Abasourdi
Abasourdi

Reputation: 103

Groovy method interception

In my Grails app I've installed the Quartz plugin. I want to intercept calls to every Quartz job class' execute method in order to do something before the execute method is invoked (similar to AOP before advice).

Currently, I'm trying to do this interception from the doWithDynamicMethods closure of another plugin as shown below:

def doWithDynamicMethods = { ctx ->
    // get all the job classes
    application.getArtefacts("Job").each { klass ->

        MetaClass jobMetaClass = klass.clazz.metaClass

        // intercept the methods of the job classes
        jobMetaClass.invokeMethod = { String name, Object args ->

            // do something before invoking the called method
            if (name == "execute") {
                println "this should happen before execute()"
            }

            // now call the method that was originally invoked
            def validMethod = jobMetaClass.getMetaMethod(name, args)

            if (validMethod != null) {
                validMethod.invoke(delegate, args)
            } else {
                jobMetaClass.invokeMissingMethod(delegate, name, args)
            }
        }
    }
}

So, given a job such as

class TestJob {
    static triggers = {
      simple repeatInterval: 5000l // execute job once in 5 seconds
    }

    def execute() {
        "execute called"
    }
}

It should print:

this should happen before execute()
execute called

But my attempt at method interception seems to have no effect and instead it just prints:

execute called

Perhaps the cause of the problem is this Groovy bug? Even though the Job classes don't explicitly implement the org.quartz.Job interface, I suspect that implicitly (due to some Groovy voodoo), they are instances of this interface.

If indeed this bug is the cause of my problem, is there another way that I can do "before method interception"?

Upvotes: 10

Views: 1481

Answers (4)

Umair Saleem
Umair Saleem

Reputation: 1063

For method interception implement invokeMethod on the metaclass. In my case the class was not of third party so I can modify the implementation.

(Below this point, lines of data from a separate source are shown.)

use sqlx::{Postgres, Transaction};
use std::sync::Arc;
use tokio::sync::{Mutex, MutexGuard};

use crate::{TransactionError, TransactionResult};

type SharedTransaction = Arc<Mutex<Option<Transaction<'static, Postgres>>>>;

/// Shared handle on the transaction of one unit of work.
///
/// Every repository taking part in an order placement holds a clone, so the
/// order insert, the line items and the stock decrements all run on the same
/// connection and commit together.
#[derive(Clone, Debug)]
pub struct Executor {
    tx: SharedTransaction,
}

impl Executor {
    /// Takes ownership of a started transaction.
    pub fn new(tx: Transaction<'static, Postgres>) -> Self {
        Self {
            tx: Arc::new(Mutex::new(Some(tx))),
        }
    }

    /// Locks the transaction for the duration of one repository call.
    ///
    /// The guard must be dropped before the next call on the same executor;
    /// the lock is not reentrant.
    pub async fn lock(&self) -> TransactionGuard<'_> {
        TransactionGuard {
            inner: self.tx.lock().await,
        }
    }

    /// Whether the session still owns its transaction.
    pub async fn is_open(&self) -> bool {
        self.tx.lock().await.is_some()
    }

    /// Takes the transaction out for commit or rollback.
    pub(crate) async fn take_transaction(&self) -> TransactionResult<Transaction<'static, Postgres>> {
        self.tx.lock().await.take().ok_or(TransactionError::SessionClosed)
    }
}

/// Exclusive access to the shared transaction, released on drop.
pub struct TransactionGuard<'a> {
    inner: MutexGuard<'a, Option<Transaction<'static, Postgres>>>,
}

impl TransactionGuard<'_> {
    /// The live transaction, or `SessionClosed` once it was committed or rolled back.
    pub fn transaction(&mut self) -> TransactionResult<&mut Transaction<'static, Postgres>> {
        self.inner.as_mut().ok_or(TransactionError::SessionClosed)
    }
}
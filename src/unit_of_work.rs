use async_trait::async_trait;
use parking_lot::RwLock;
use sqlx::{PgPool, Postgres, Transaction};
use std::sync::Arc;
use tracing::{debug, warn};

use crate::{Executor, TransactionAware, TransactionError, TransactionResult};

/// Factory for transaction sessions.
#[async_trait]
pub trait UnitOfWork: Send + Sync {
    type Session: UnitOfWorkSession;

    /// Opens a transaction and wraps it in a fresh session.
    async fn begin(&self) -> TransactionResult<Self::Session>;
}

/// One database transaction shared by the repositories of a single operation.
///
/// Dropping a session without calling `commit` or `rollback` rolls the
/// transaction back when the connection returns to the pool.
#[async_trait]
pub trait UnitOfWorkSession: Send + Sync {
    /// Handle on the open transaction, cloned into each repository.
    fn executor(&self) -> &Executor;

    /// Adds a component to notify once the session commits or rolls back.
    fn register_transaction_aware(&self, observer: Arc<dyn TransactionAware>);

    /// Commits, then notifies every registered observer.
    async fn commit(self) -> TransactionResult<()>;

    /// Rolls back, then notifies every registered observer.
    async fn rollback(self) -> TransactionResult<()>;
}

/// [`UnitOfWork`] over a PostgreSQL connection pool.
pub struct PostgresUnitOfWork {
    pool: Arc<PgPool>,
}

impl PostgresUnitOfWork {
    /// Creates a unit of work drawing connections from `pool`.
    pub fn new(pool: Arc<PgPool>) -> Self {
        Self { pool }
    }

    /// The underlying pool, for queries that need no transaction.
    pub fn pool(&self) -> &PgPool {
        &self.pool
    }
}

#[async_trait]
impl UnitOfWork for PostgresUnitOfWork {
    type Session = PostgresUnitOfWorkSession;

    async fn begin(&self) -> TransactionResult<Self::Session> {
        let tx = self.pool.begin().await?;
        debug!("unit of work started");
        Ok(PostgresUnitOfWorkSession::new(tx))
    }
}

/// [`UnitOfWorkSession`] holding one PostgreSQL transaction.
pub struct PostgresUnitOfWorkSession {
    executor: Executor,
    observers: Arc<RwLock<Vec<Arc<dyn TransactionAware>>>>,
}

impl PostgresUnitOfWorkSession {
    /// Wraps an already started transaction.
    pub fn new(tx: Transaction<'static, Postgres>) -> Self {
        Self {
            executor: Executor::new(tx),
            observers: Arc::new(RwLock::new(Vec::new())),
        }
    }

    fn observers(&self) -> Vec<Arc<dyn TransactionAware>> {
        self.observers.read().clone()
    }
}

#[async_trait]
impl UnitOfWorkSession for PostgresUnitOfWorkSession {
    fn executor(&self) -> &Executor {
        &self.executor
    }

    fn register_transaction_aware(&self, observer: Arc<dyn TransactionAware>) {
        self.observers.write().push(observer);
    }

    async fn commit(self) -> TransactionResult<()> {
        let tx = self.executor.take_transaction().await?;
        tx.commit().await.map_err(TransactionError::CommitFailed)?;
        debug!("unit of work committed");

        for observer in self.observers() {
            observer.on_commit().await?;
        }
        Ok(())
    }

    async fn rollback(self) -> TransactionResult<()> {
        let tx = self.executor.take_transaction().await?;
        if let Err(e) = tx.rollback().await {
            warn!(error = %e, "unit of work rollback failed");
            return Err(TransactionError::RollbackFailed(e));
        }
        debug!("unit of work rolled back");

        for observer in self.observers() {
            observer.on_rollback().await?;
        }
        Ok(())
    }
}
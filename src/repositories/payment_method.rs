use sqlx::postgres::PgRow;
use sqlx::Row;
use std::sync::Arc;

use crate::models::{NewPaymentMethod, PaymentMethod, PaymentMethodType, UserId};
use crate::{Executor, TransactionResult};

const PAYMENT_METHOD_COLUMNS: &str =
    "id, user_id, kind, card_number, card_holder_name, expiration_date, is_default, created_at";

fn payment_method_from_row(r: &PgRow) -> Result<PaymentMethod, sqlx::Error> {
    let kind: String = r.try_get("kind")?;
    let kind = kind
        .parse::<PaymentMethodType>()
        .map_err(|e| sqlx::Error::Decode(Box::new(e)))?;

    Ok(PaymentMethod {
        id: r.try_get("id")?,
        user_id: UserId(r.try_get("user_id")?),
        kind,
        card_number: r.try_get("card_number")?,
        card_holder_name: r.try_get("card_holder_name")?,
        expiration_date: r.try_get("expiration_date")?,
        is_default: r.try_get("is_default")?,
        created_at: r.try_get("created_at")?,
    })
}

/// Stored payment methods. Lookups are always scoped to the owning user.
pub struct PaymentMethodRepository {
    executor: Executor,
}

impl PaymentMethodRepository {
    pub fn new(executor: Executor) -> Arc<Self> {
        Arc::new(Self { executor })
    }

    pub async fn create(&self, method: &NewPaymentMethod) -> TransactionResult<PaymentMethod> {
        let mut guard = self.executor.lock().await;
        let tx = guard.transaction()?;
        let sql = format!(
            "INSERT INTO payment_methods \
             (user_id, kind, card_number, card_holder_name, expiration_date, is_default) \
             VALUES ($1, $2, $3, $4, $5, $6) RETURNING {PAYMENT_METHOD_COLUMNS}"
        );
        let row = sqlx::query(&sql)
            .bind(method.user_id.0)
            .bind(method.kind.as_str())
            .bind(&method.card_number)
            .bind(&method.card_holder_name)
            .bind(&method.expiration_date)
            .bind(method.is_default)
            .fetch_one(&mut **tx)
            .await?;
        Ok(payment_method_from_row(&row)?)
    }

    /// Clears the default flag on the methods of `user`, skipping `except`;
    /// returns how many changed.
    pub async fn clear_default(&self, user: UserId, except: Option<i64>) -> TransactionResult<u64> {
        let mut guard = self.executor.lock().await;
        let tx = guard.transaction()?;
        let result = sqlx::query(
            "UPDATE payment_methods SET is_default = FALSE \
             WHERE user_id = $1 AND is_default AND ($2::BIGINT IS NULL OR id <> $2)",
        )
        .bind(user.0)
        .bind(except)
        .execute(&mut **tx)
        .await?;
        Ok(result.rows_affected())
    }

    /// Rewrites the mutable fields of `method`, matched by id and owner.
    pub async fn update_owned(&self, method: &PaymentMethod) -> TransactionResult<Option<PaymentMethod>> {
        let mut guard = self.executor.lock().await;
        let tx = guard.transaction()?;
        let sql = format!(
            "UPDATE payment_methods SET kind = $3, card_number = $4, card_holder_name = $5, \
             expiration_date = $6, is_default = $7 \
             WHERE id = $1 AND user_id = $2 RETURNING {PAYMENT_METHOD_COLUMNS}"
        );
        let row = sqlx::query(&sql)
            .bind(method.id)
            .bind(method.user_id.0)
            .bind(method.kind.as_str())
            .bind(&method.card_number)
            .bind(&method.card_holder_name)
            .bind(&method.expiration_date)
            .bind(method.is_default)
            .fetch_optional(&mut **tx)
            .await?;
        Ok(row.as_ref().map(payment_method_from_row).transpose()?)
    }

    pub async fn find_owned(&self, id: i64, user: UserId) -> TransactionResult<Option<PaymentMethod>> {
        let mut guard = self.executor.lock().await;
        let tx = guard.transaction()?;
        let sql = format!(
            "SELECT {PAYMENT_METHOD_COLUMNS} FROM payment_methods WHERE id = $1 AND user_id = $2"
        );
        let row = sqlx::query(&sql)
            .bind(id)
            .bind(user.0)
            .fetch_optional(&mut **tx)
            .await?;
        Ok(row.as_ref().map(payment_method_from_row).transpose()?)
    }

    /// Methods of `user`, the default one first.
    pub async fn list_for_user(&self, user: UserId) -> TransactionResult<Vec<PaymentMethod>> {
        let mut guard = self.executor.lock().await;
        let tx = guard.transaction()?;
        let sql = format!(
            "SELECT {PAYMENT_METHOD_COLUMNS} FROM payment_methods WHERE user_id = $1 \
             ORDER BY is_default DESC, id"
        );
        let rows = sqlx::query(&sql)
            .bind(user.0)
            .fetch_all(&mut **tx)
            .await?;
        Ok(rows
            .iter()
            .map(payment_method_from_row)
            .collect::<Result<Vec<_>, _>>()?)
    }

    /// Deletes a method owned by `user`; `false` when there was none.
    pub async fn delete_owned(&self, id: i64, user: UserId) -> TransactionResult<bool> {
        let mut guard = self.executor.lock().await;
        let tx = guard.transaction()?;
        let result = sqlx::query("DELETE FROM payment_methods WHERE id = $1 AND user_id = $2")
            .bind(id)
            .bind(user.0)
            .execute(&mut **tx)
            .await?;
        Ok(result.rows_affected() > 0)
    }
}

Follow this blog for more information.

Upvotes: 1

moskiteau
moskiteau

Reputation: 1102

You are not getting the job classes like that. If you refer to the Quartz plugin, you can get them by calling jobClasses:

application.jobClasses.each {GrailsJobClass tc -> ... }

see https://github.com/nebolsin/grails-quartz/blob/master/QuartzGrailsPlugin.groovy

If you actually look, you can see that they are almost doing what you are trying to acheive without the need to use aop or anything else.

Upvotes: 3

dmahapatro
dmahapatro

Reputation: 50245

You can have your customized JobListener registered in the application to handle logics before execute() is triggered. You can use something like:-

public class MyJobListener implements JobListener {
    public void jobToBeExecuted(JobExecutionContext context) {
        println "Before calling Execute"
    }

    public void jobWasExecuted(JobExecutionContext context,
            JobExecutionException jobException) {}

    public void jobExecutionVetoed(JobExecutionContext context) {}
}

Register the customized Job Listener to Quartz Scheduler in Bootstrap:-

Scheduler scheduler = ctx.getBean("quartzScheduler") //ctx being application context
scheduler.getListenerManager().addJobListener(myJobListener, allJobs())

resources.groovy:-

beans = {
    myJobListener(MyJobListener)
}
  • One benefit I see here using this approach is that we don't need the second plugin used for method interception any more.
  • Second, we can register the listener to listen all jobs, specific jobs, and jobs in a group. Refer Customize Quartz JobListener and API for JobListener, TriggerListener, ScheduleListener for more insight.
  • Obviously, AOP is another approach if we do want want to use Quartz API.

Upvotes: 4

Dónal
Dónal

Reputation: 187529

Because all the job classes are Spring beans you can solve this problem using Spring AOP. Define an aspect such as the following (adjust the pointcut definition so that it matches only your job classes, I've assumed they are all in a package named org.example.job and have a class name that ends with Job).

@Aspect
class JobExecutionAspect {

  @Pointcut("execution(public * org.example.job.*Job.execute(..))")
  public void executeMethods() {}

  @Around("executeMethods()")
  def interceptJobExecuteMethod(ProceedingJoinPoint jp) {
    // do your stuff that should happen before execute() here, if you need access
    // to the job object call jp.getTarget()

    // now call the job's execute() method
    jp.proceed() 
  }
}

You'll need to register this aspect as a Spring bean (it doesn't matter what name you give the bean).